[Recorded data]
────────────────────
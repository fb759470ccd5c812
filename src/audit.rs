//! Inspection commands: how columns were bound and what each row became.

use anyhow::Result;
use itertools::Itertools;
use log::info;

use crate::{
    cache::SourceCache,
    cli::{BindArgs, NormalizeArgs},
    columns::Resolution,
    normalize::NormalizedRecord,
    pipeline::Pipeline,
    series::{diagnostics_rows, format_value},
    source, table,
};

pub fn execute_bind(args: &BindArgs) -> Result<()> {
    let config = source::load_config(args.source.config.as_deref())?;
    let pipeline = Pipeline::new(config);
    let raw = source::load_table(&args.source, &SourceCache::default())?;
    let prepared = source::prepare(&pipeline, &raw, &args.source)?;

    let headers = ["role", "column", "index", "resolved by"]
        .map(String::from)
        .to_vec();
    let rows = prepared
        .binding
        .iter()
        .map(|column| {
            let resolved = match &column.resolution {
                Resolution::Keyword { keyword } => format!("keyword '{keyword}'"),
                Resolution::Positional { index } => format!("fallback position {index}"),
            };
            vec![
                column.role.to_string(),
                column.label.clone(),
                column.index.to_string(),
                resolved,
            ]
        })
        .collect::<Vec<_>>();
    table::print_table(&headers, &rows);
    info!(
        "Bound {} role(s) across {} column(s)",
        rows.len(),
        raw.columns().len()
    );
    Ok(())
}

fn optional_value(value: Option<f64>) -> String {
    value.map(|v| v.to_string()).unwrap_or_default()
}

fn record_row(record: &NormalizedRecord) -> Vec<String> {
    vec![
        (record.row + 1).to_string(),
        record.company.clone(),
        record.year.to_string(),
        record.month.to_string(),
        record.period_label.clone(),
        record.period.rank.to_string(),
        format_value(record.metric),
        optional_value(record.numerator),
        optional_value(record.denominator),
        record.issues.iter().join("; "),
    ]
}

pub fn execute_normalize(args: &NormalizeArgs) -> Result<()> {
    let config = source::load_config(args.source.config.as_deref())?;
    let pipeline = Pipeline::new(config);
    let raw = source::load_table(&args.source, &SourceCache::default())?;
    let prepared = source::prepare(&pipeline, &raw, &args.source)?;

    let headers = [
        "row",
        "company",
        "year",
        "month",
        "period",
        "rank",
        "metric",
        "numerator",
        "denominator",
        "issues",
    ]
    .map(String::from)
    .to_vec();
    let rows = prepared
        .chronological()
        .iter()
        .filter(|record| !args.issues_only || !record.issues.is_empty())
        .take(args.rows)
        .map(record_row)
        .collect::<Vec<_>>();
    table::print_table(&headers, &rows);
    info!(
        "Displayed {} of {} normalized row(s)",
        rows.len(),
        prepared.records.len()
    );

    if args.diagnostics {
        println!();
        table::print_table(
            &["counter".to_string(), "value".to_string()],
            &diagnostics_rows(&pipeline.diagnostics(&prepared)),
        );
    }
    Ok(())
}
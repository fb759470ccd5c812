pub mod aggregate;
pub mod audit;
pub mod cache;
pub mod classify;
pub mod cli;
pub mod columns;
pub mod config;
pub mod error;
pub mod io_utils;
pub mod normalize;
pub mod pipeline;
pub mod raw;
pub mod series;
pub mod source;
pub mod table;

use std::{env, sync::OnceLock};

use anyhow::{Context, Result, bail};
use clap::Parser;
use log::{LevelFilter, info};

use crate::{
    cli::{Cli, Commands, InitConfigArgs},
    config::PipelineConfig,
};

pub use crate::{
    aggregate::{AggregatedPoint, Aggregation, CompanySelection, Mode, Selection},
    error::StructuralError,
    pipeline::{Diagnostics, Pipeline, PipelineReport},
    raw::{RawCell, RawTable},
};

static LOGGER: OnceLock<()> = OnceLock::new();

fn init_logging() {
    LOGGER.get_or_init(|| {
        let mut builder = env_logger::Builder::from_env(env_logger::Env::default());
        if env::var("RUST_LOG").is_err() {
            builder.filter_module("usage_series", LevelFilter::Info);
        }
        let _ = builder.format_timestamp_millis().try_init();
    });
}

pub fn run() -> Result<()> {
    init_logging();
    let cli = Cli::parse();
    match cli.command {
        Commands::Bind(args) => audit::execute_bind(&args),
        Commands::Normalize(args) => audit::execute_normalize(&args),
        Commands::Series(args) => series::execute(&args),
        Commands::InitConfig(args) => handle_init_config(&args),
    }
}

fn handle_init_config(args: &InitConfigArgs) -> Result<()> {
    if args.output.exists() && !args.force {
        bail!(
            "{:?} already exists; pass --force to overwrite it",
            args.output
        );
    }
    PipelineConfig::default()
        .save(&args.output)
        .with_context(|| format!("Writing configuration to {:?}", args.output))?;
    info!("Default configuration written to {:?}", args.output);
    Ok(())
}

pub(crate) fn printable_delimiter(delimiter: u8) -> String {
    match delimiter {
        b',' => ",".to_string(),
        b'\t' => "\\t".to_string(),
        b'\n' => "\\n".to_string(),
        other => (other as char).to_string(),
    }
}
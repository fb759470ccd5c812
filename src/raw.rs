//! In-memory raw tables as they arrive from a spreadsheet export.
//!
//! A [`RawTable`] keeps column labels exactly as the source wrote them (after
//! making duplicates unique) and stores every cell as a loosely typed
//! [`RawCell`]. Tables from several sheets can be concatenated; rows keep
//! their insertion order and columns are the union of all labels in
//! first-seen order.

use std::{borrow::Cow, collections::HashMap};

#[derive(Debug, Clone, PartialEq, Default)]
pub enum RawCell {
    #[default]
    Empty,
    Text(String),
    Number(f64),
}

static EMPTY_CELL: RawCell = RawCell::Empty;

impl RawCell {
    pub fn empty() -> &'static RawCell {
        &EMPTY_CELL
    }

    /// Wraps a text field, collapsing blank strings to [`RawCell::Empty`].
    pub fn from_text(value: &str) -> Self {
        if value.trim().is_empty() {
            RawCell::Empty
        } else {
            RawCell::Text(value.to_string())
        }
    }

    pub fn is_empty(&self) -> bool {
        match self {
            RawCell::Empty => true,
            RawCell::Text(text) => text.trim().is_empty(),
            RawCell::Number(_) => false,
        }
    }

    /// Display form of the cell. Integral numbers render without a fraction.
    pub fn as_text(&self) -> Cow<'_, str> {
        match self {
            RawCell::Empty => Cow::Borrowed(""),
            RawCell::Text(text) => Cow::Borrowed(text.as_str()),
            RawCell::Number(n) => {
                if n.is_finite() && n.fract() == 0.0 && n.abs() < 1e15 {
                    Cow::Owned(format!("{n:.0}"))
                } else {
                    Cow::Owned(n.to_string())
                }
            }
        }
    }
}

impl From<&str> for RawCell {
    fn from(value: &str) -> Self {
        RawCell::from_text(value)
    }
}

impl From<String> for RawCell {
    fn from(value: String) -> Self {
        if value.trim().is_empty() {
            RawCell::Empty
        } else {
            RawCell::Text(value)
        }
    }
}

impl From<f64> for RawCell {
    fn from(value: f64) -> Self {
        RawCell::Number(value)
    }
}

impl From<i64> for RawCell {
    fn from(value: i64) -> Self {
        RawCell::Number(value as f64)
    }
}

impl From<i32> for RawCell {
    fn from(value: i32) -> Self {
        RawCell::Number(f64::from(value))
    }
}

impl<T: Into<RawCell>> From<Option<T>> for RawCell {
    fn from(value: Option<T>) -> Self {
        value.map_or(RawCell::Empty, Into::into)
    }
}

#[derive(Debug, Clone, Default, PartialEq)]
pub struct RawTable {
    columns: Vec<String>,
    positions: HashMap<String, usize>,
    rows: Vec<Vec<RawCell>>,
}

impl RawTable {
    /// Creates an empty table with the given header labels.
    ///
    /// Repeated labels get `.1`, `.2`, ... suffixes so each label addresses
    /// exactly one column.
    pub fn new<I, S>(headers: I) -> Self
    where
        I: IntoIterator<Item = S>,
        S: AsRef<str>,
    {
        let mut table = RawTable::default();
        for header in headers {
            table.add_column(header.as_ref());
        }
        table
    }

    fn add_column(&mut self, label: &str) -> usize {
        let label = label.trim();
        let mut candidate = label.to_string();
        let mut suffix = 1;
        while self.positions.contains_key(&candidate) {
            candidate = format!("{label}.{suffix}");
            suffix += 1;
        }
        let idx = self.columns.len();
        self.positions.insert(candidate.clone(), idx);
        self.columns.push(candidate);
        for row in &mut self.rows {
            row.push(RawCell::Empty);
        }
        idx
    }

    pub fn columns(&self) -> &[String] {
        &self.columns
    }

    pub fn column_index(&self, label: &str) -> Option<usize> {
        self.positions.get(label).copied()
    }

    pub fn len(&self) -> usize {
        self.rows.len()
    }

    pub fn is_empty(&self) -> bool {
        self.rows.is_empty()
    }

    /// Appends a positional row. Short rows are padded with empty cells; cells
    /// past the last header open `Unnamed: N` columns.
    pub fn push_row<I>(&mut self, cells: I)
    where
        I: IntoIterator<Item = RawCell>,
    {
        let mut row: Vec<RawCell> = cells.into_iter().collect();
        while row.len() > self.columns.len() {
            let label = format!("Unnamed: {}", self.columns.len());
            self.add_column(&label);
        }
        row.resize(self.columns.len(), RawCell::Empty);
        self.rows.push(row);
    }

    /// Appends a row given as `(label, cell)` pairs. Unknown labels open new
    /// columns; labels not mentioned stay empty.
    pub fn push_mapped<I, S>(&mut self, pairs: I)
    where
        I: IntoIterator<Item = (S, RawCell)>,
        S: AsRef<str>,
    {
        let mut row = vec![RawCell::Empty; self.columns.len()];
        for (label, cell) in pairs {
            let label = label.as_ref().trim();
            let idx = match self.column_index(label) {
                Some(idx) => idx,
                None => {
                    let idx = self.add_column(label);
                    row.push(RawCell::Empty);
                    idx
                }
            };
            row[idx] = cell;
        }
        self.rows.push(row);
    }

    pub fn row(&self, index: usize) -> Option<&[RawCell]> {
        self.rows.get(index).map(Vec::as_slice)
    }

    pub fn rows(&self) -> impl Iterator<Item = &[RawCell]> {
        self.rows.iter().map(Vec::as_slice)
    }

    pub fn cell(&self, row: usize, column: usize) -> &RawCell {
        self.rows
            .get(row)
            .and_then(|cells| cells.get(column))
            .unwrap_or(RawCell::empty())
    }

    /// Appends every row of `other`, merging columns by label.
    pub fn append(&mut self, other: RawTable) {
        let mapping: Vec<usize> = other
            .columns
            .iter()
            .map(|label| match self.column_index(label) {
                Some(idx) => idx,
                None => {
                    let idx = self.columns.len();
                    self.positions.insert(label.clone(), idx);
                    self.columns.push(label.clone());
                    for row in &mut self.rows {
                        row.push(RawCell::Empty);
                    }
                    idx
                }
            })
            .collect();
        for source in other.rows {
            let mut row = vec![RawCell::Empty; self.columns.len()];
            for (cell, &target) in source.into_iter().zip(&mapping) {
                row[target] = cell;
            }
            self.rows.push(row);
        }
    }

    pub fn concat<I>(tables: I) -> RawTable
    where
        I: IntoIterator<Item = RawTable>,
    {
        let mut combined = RawTable::default();
        for table in tables {
            combined.append(table);
        }
        combined
    }
}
────────────────────
→ Task prompt: All lines from the opening of the records through the line where "let resolved = match" occurs are to be output verbatim. No other line belongs in the answer.

→ Expected answer:
repository fb759470ccd5c812
filename src/audit.rs
//! Inspection commands: how columns were bound and what each row became.

use anyhow::Result;
use itertools::Itertools;
use log::info;

use crate::{
    cache::SourceCache,
    cli::{BindArgs, NormalizeArgs},
    columns::Resolution,
    normalize::NormalizedRecord,
    pipeline::Pipeline,
    series::{diagnostics_rows, format_value},
    source, table,
};

pub fn execute_bind(args: &BindArgs) -> Result<()> {
    let config = source::load_config(args.source.config.as_deref())?;
    let pipeline = Pipeline::new(config);
    let raw = source::load_table(&args.source, &SourceCache::default())?;
    let prepared = source::prepare(&pipeline, &raw, &args.source)?;

    let headers = ["role", "column", "index", "resolved by"]
        .map(String::from)
        .to_vec();
    let rows = prepared
        .binding
        .iter()
        .map(|column| {
            let resolved = match &column.resolution {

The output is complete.